I haven't read all of these entries yet, but I have to say that I know someone like Janna St James. As far as I know, she hasn't scammed anyone yet, but she has created a fake life and several Facebook profiles/email addresses/etc to keep up the farce (fake husband, fake children, fake family to go along with them, as well as a fake back story of being childhood friends brought together by a vicious rape - "coincidentally," the same way her favorite soap couple got together) with stolen pictures in an ongoing lie that's lasted four yours and shows no signs of ending. This also isn't her first fake marriage. She has pretty much everyone on her Facebook fooled because she only added, like, three people she knows in person.

Anonymous said...

Anon12: There are a lot of them out there. With any luck this lawsuit will help deter them as well, because they will see that their actions may have real consequences.

Kristy said...

Wow. People are assholes. Suriously. I guess it's easy to talk shit when you are anonymous.

Anonymous said...

Kristy: it's the easiest thing in the world.

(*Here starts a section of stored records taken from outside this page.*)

//! Joining bookings with resolved tracking data into the flight list

use crate::booking::MessageBooking;
use crate::tracking::FlightInfo;
use std::collections::{HashMap, HashSet};

/// One flight a message claims was taken, joined with its route details.
#[derive(Debug, Clone, PartialEq, Eq, Hash)]
pub struct FlightRecord {
    /// Normalized travel date, e.g. "10Feb2024"
    pub date: String,
    /// Flight code as extracted, e.g. "LH441"
    pub code: String,
    pub from: String,
    pub to: String,
    pub distance_miles: Option<u64>,
    pub duration_minutes: u64,
}

/// Join bookings with resolved flight details.
///
/// Within each booking the pairing is positional: the n-th date goes with
/// the n-th code that survived pruning, and leftovers on either side are
/// dropped. Records that come out structurally identical (same date,
/// code and details) are emitted once, keeping first-seen order across
/// the whole mailbox.
#[must_use]
pub fn build_flight_list(
    bookings: &[MessageBooking],
    frequency: &HashMap<String, usize>,
    resolved: &HashMap<String, FlightInfo>,
) -> Vec<FlightRecord> {
    let mut records = Vec::new();
    let mut seen = HashSet::new();

    for booking in bookings {
        let valid_codes = booking
            .codes()
            .iter()
            .filter(|code| frequency.contains_key(*code));

        for (date, code) in booking.dates().iter().zip(valid_codes) {
            let Some(info) = resolved.get(code) else {
                continue;
            };

            let record = FlightRecord {
                date: date.clone(),
                code: code.clone(),
                from: info.from.clone(),
                to: info.to.clone(),
                distance_miles: info.distance_miles,
                duration_minutes: info.duration_minutes,
            };

            if seen.insert(record.clone()) {
                records.push(record);
            }
        }
    }

    records
}
//! Aggregate statistics over the final flight list

use crate::flights::FlightRecord;

/// Mailbox-wide totals reported at the end of a run.
#[derive(Debug, Clone, Copy, Default, PartialEq, Eq)]
pub struct StatsSummary {
    /// Number of flights in the final list
    pub total_flights: usize,
    /// Sum of known distances in miles
    pub total_distance_miles: u64,
    /// Sum of durations in minutes, counted only for flights whose
    /// distance is known
    pub total_duration_minutes: u64,
}

/// Total up the flight list.
///
/// Every record counts toward `total_flights`, but a flight with an
/// unknown distance contributes to neither the mileage nor the time
/// total, so the two figures always describe the same set of flights.
#[must_use]
pub fn summarize(flights: &[FlightRecord]) -> StatsSummary {
    let mut summary = StatsSummary {
        total_flights: flights.len(),
        ..StatsSummary::default()
    };

    for flight in flights {
        if let Some(distance) = flight.distance_miles {
            summary.total_distance_miles += distance;
            summary.total_duration_minutes += flight.duration_minutes;
        }
    }

    summary
}
//! CLI argument parsing using clap

use clap::Parser;
use std::path::PathBuf;

/// FlightStats - Flight statistics from booking mail in an IMAP mailbox
#[derive(Parser, Debug)]
#[command(name = "flightstats")]
#[command(version)]
#[command(about = "Collects personal flight statistics from booking confirmations in a mailbox")]
#[command(long_about = None)]
pub struct Args {
    /// IMAP server host name
    #[arg(short, long, default_value = "imap.gmail.com")]
    pub server: String,

    /// IMAP server port
    #[arg(short, long, default_value = "993")]
    pub port: u16,

    /// Account to log in as
    #[arg(short, long)]
    pub user: String,

    /// Mailbox folder to search
    #[arg(short, long, default_value = "INBOX")]
    pub folder: String,

    /// Path to a RON file listing booking sender addresses
    #[arg(long, default_value = "config/senders.ron")]
    pub senders: PathBuf,

    /// Path to output CSV file
    #[arg(short, long, default_value = "out/flightdata.csv")]
    pub output: PathBuf,

    /// Maximum number of messages to process, newest first
    #[arg(long, default_value = "300")]
    pub max_results: usize,

    /// Maximum number of worker threads (0 = auto)
    #[arg(short, long, default_value = "0")]
    pub workers: usize,

    /// Seconds before a single network operation is abandoned
    #[arg(long, default_value = "30")]
    pub timeout_secs: u64,

    /// Enable debug logging
    #[arg(long)]
    pub debug: bool,
}
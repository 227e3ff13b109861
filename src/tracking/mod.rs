//! Resolution of flight codes against a tracking site

pub mod page;

use crate::error::{FlightStatsError, Result};
use log::{debug, warn};
use std::time::Duration;

/// Base URL of the tracking site; the flight code is appended verbatim.
pub const TRACKING_URL_BASE: &str = "https://flightaware.com/live/flight/";

/// Route details for one resolved flight code.
#[derive(Debug, Clone, PartialEq, Eq)]
pub struct FlightInfo {
    /// Departure airport as rendered by the tracking page
    pub from: String,
    /// Arrival airport as rendered by the tracking page
    pub to: String,
    /// Direct distance in miles, absent when the page carries no figure
    pub distance_miles: Option<u64>,
    /// Scheduled duration in minutes
    pub duration_minutes: u64,
}

/// Where tracking pages come from.
///
/// The pipeline only ever calls [`TrackingSource::resolve`]; implementors
/// provide the raw page fetch. Tests substitute a canned source, the real
/// runs use [`HttpTrackingSource`].
pub trait TrackingSource {
    /// Fetch the raw tracking page for `code`.
    ///
    /// # Errors
    /// Returns an error when the page cannot be retrieved.
    fn fetch_page(&self, code: &str) -> Result<String>;

    /// Resolve `code` to flight details, or `None` when the fetch fails
    /// or the page shows no flight. Failures only cost this one code.
    fn resolve(&self, code: &str) -> Option<FlightInfo> {
        let html = match self.fetch_page(code) {
            Ok(html) => html,
            Err(e) => {
                warn!("Failed to fetch tracking page for {code}: {e}");
                return None;
            }
        };

        let info = page::parse_tracking_page(&html);
        if info.is_none() {
            debug!("No tracking data found for flight code {code}");
        }
        info
    }
}

/// Tracking source backed by HTTP requests to the live tracking site.
pub struct HttpTrackingSource {
    client: reqwest::blocking::Client,
}

impl HttpTrackingSource {
    /// Build a source whose requests give up after `timeout`.
    ///
    /// # Errors
    /// Returns an error if the HTTP client cannot be constructed.
    pub fn new(timeout: Duration) -> Result<Self> {
        let client = reqwest::blocking::Client::builder()
            .timeout(timeout)
            .user_agent(concat!("flightstats/", env!("CARGO_PKG_VERSION")))
            .build()?;

        Ok(Self { client })
    }

    /// Tracking page URL for a flight code, pinned to the English locale
    /// so the parsed labels stay stable.
    fn page_url(code: &str) -> String {
        format!("{TRACKING_URL_BASE}{code}?locale=en_US")
    }
}

impl TrackingSource for HttpTrackingSource {
    fn fetch_page(&self, code: &str) -> Result<String> {
        let response = self.client.get(Self::page_url(code)).send()?;

        if !response.status().is_success() {
            return Err(FlightStatsError::Tracking(format!(
                "tracking site returned {} for {code}",
                response.status()
            )));
        }

        Ok(response.text()?)
    }
}
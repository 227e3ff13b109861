//! Mailbox access behind a narrow seam

pub mod imap_client;

pub use imap_client::ImapMailbox;

use crate::error::Result;

/// A searchable source of booking messages.
///
/// The pipeline needs exactly two things from a mailbox: which messages
/// match the sender filter, and the decoded text of one message. Tests
/// implement this over canned data, the real runs use [`ImapMailbox`].
pub trait Mailbox {
    /// UIDs matching `query`, newest first, already capped to the
    /// configured maximum.
    ///
    /// # Errors
    /// Returns an error when the mailbox cannot be searched.
    fn search(&self, query: &str) -> Result<Vec<u32>>;

    /// Decoded text of the message with the given UID.
    ///
    /// # Errors
    /// Returns [`crate::FlightStatsError::Decode`] when the payload is
    /// unreadable (the pipeline treats that message as empty), any other
    /// error when the message cannot be fetched at all.
    fn fetch_body(&self, uid: u32) -> Result<String>;
}

/// Build the IMAP search criterion for a list of booking senders.
///
/// IMAP `OR` is binary and prefix, so three senders become
/// `OR FROM "a" OR FROM "b" FROM "c"`. An empty sender list means no
/// filtering at all.
#[must_use]
pub fn sender_query(senders: &[String]) -> String {
    match senders {
        [] => "ALL".to_string(),
        [single] => format!("FROM \"{single}\""),
        [first, rest @ ..] => format!("OR FROM \"{first}\" {}", sender_query(rest)),
    }
}
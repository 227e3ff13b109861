//! FlightStats library - Core functionality for mailbox flight statistics

#![allow(clippy::multiple_crate_versions)] // Transitive dependencies

pub mod booking;
pub mod cli;
pub mod config;
pub mod error;
pub mod extract;
pub mod flights;
pub mod mailbox;
pub mod output;
pub mod processor;
pub mod stats;
pub mod tracking;

pub use config::Config;
pub use error::{FlightStatsError, Result};
pub use flights::FlightRecord;
pub use stats::StatsSummary;
pub use tracking::FlightInfo;
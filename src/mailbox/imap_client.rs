//! IMAP-backed mailbox over TLS

use super::Mailbox;
use crate::config::Config;
use crate::error::{FlightStatsError, Result};
use crate::extract;
use log::debug;
use native_tls::{TlsConnector, TlsStream};
use std::net::TcpStream;

type TlsSession = imap::Session<TlsStream<TcpStream>>;

/// Fetch query that returns the full payload without marking messages
/// as read
const FETCH_QUERY: &str = "(UID BODY.PEEK[])";

/// Mailbox reached over IMAP with TLS.
///
/// Every operation runs on its own short-lived session, so the value is
/// cheap to share across worker threads and a dropped connection only
/// costs the one operation it interrupts.
pub struct ImapMailbox {
    server: String,
    port: u16,
    user: String,
    password: String,
    folder: String,
    max_results: usize,
}

impl ImapMailbox {
    #[must_use]
    pub fn new(config: &Config, password: String) -> Self {
        Self {
            server: config.server.clone(),
            port: config.port,
            user: config.user.clone(),
            password,
            folder: config.folder.clone(),
            max_results: config.max_results,
        }
    }

    /// Open a fresh session with the configured folder selected.
    fn session(&self) -> Result<TlsSession> {
        let tls = TlsConnector::builder().build()?;
        let client = imap::connect((self.server.as_str(), self.port), self.server.as_str(), &tls)?;

        let mut session = client
            .login(&self.user, &self.password)
            .map_err(|(e, _)| e)?;
        session.select(&self.folder)?;

        Ok(session)
    }
}

impl Mailbox for ImapMailbox {
    fn search(&self, query: &str) -> Result<Vec<u32>> {
        let mut session = self.session()?;
        let matched = session.uid_search(query)?;
        session.logout().ok();

        debug!(
            "Search matched {} messages in {}, keeping up to {}",
            matched.len(),
            self.folder,
            self.max_results
        );

        Ok(newest_first(matched, self.max_results))
    }

    fn fetch_body(&self, uid: u32) -> Result<String> {
        let mut session = self.session()?;
        let messages = session.uid_fetch(uid.to_string(), FETCH_QUERY)?;

        let text = messages
            .iter()
            .next()
            .and_then(|message| message.body())
            .ok_or_else(|| FlightStatsError::Mailbox(format!("no body returned for UID {uid}")))
            .and_then(extract::message_text)?;

        session.logout().ok();
        Ok(text)
    }
}

/// Sort UIDs newest first and cap the result.
///
/// UIDs grow with arrival order within a folder, so descending UID order
/// is descending arrival order.
fn newest_first(uids: impl IntoIterator<Item = u32>, max_results: usize) -> Vec<u32> {
    let mut uids: Vec<u32> = uids.into_iter().collect();
    uids.sort_unstable_by(|a, b| b.cmp(a));
    uids.truncate(max_results);
    uids
}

L. Frank Baum knew that, and that was before the internets was invented. (cue some computer weenie to correct me by saying the first hamster-powered computer was built by Cotton Mather in the early 1700s)

Anonymous said...

hey paula,

as someone who moved around the world to marry someone they'd never met in person, and is still (more than) happily married several years later: i am so sorry you went through all of this, and i sincerely hope that the experience has sharpened your intuition but not dulled your ability to trust/love new people (no matter where you meet them).

sadly, pathological liars such as JSJ can never offer any closure because the fantasy world they've concocted is so impenetrable they can't even get out themselves. i walk a fine line between hating her guts and wishing her ill, and feeling so sorry for her miserable existence.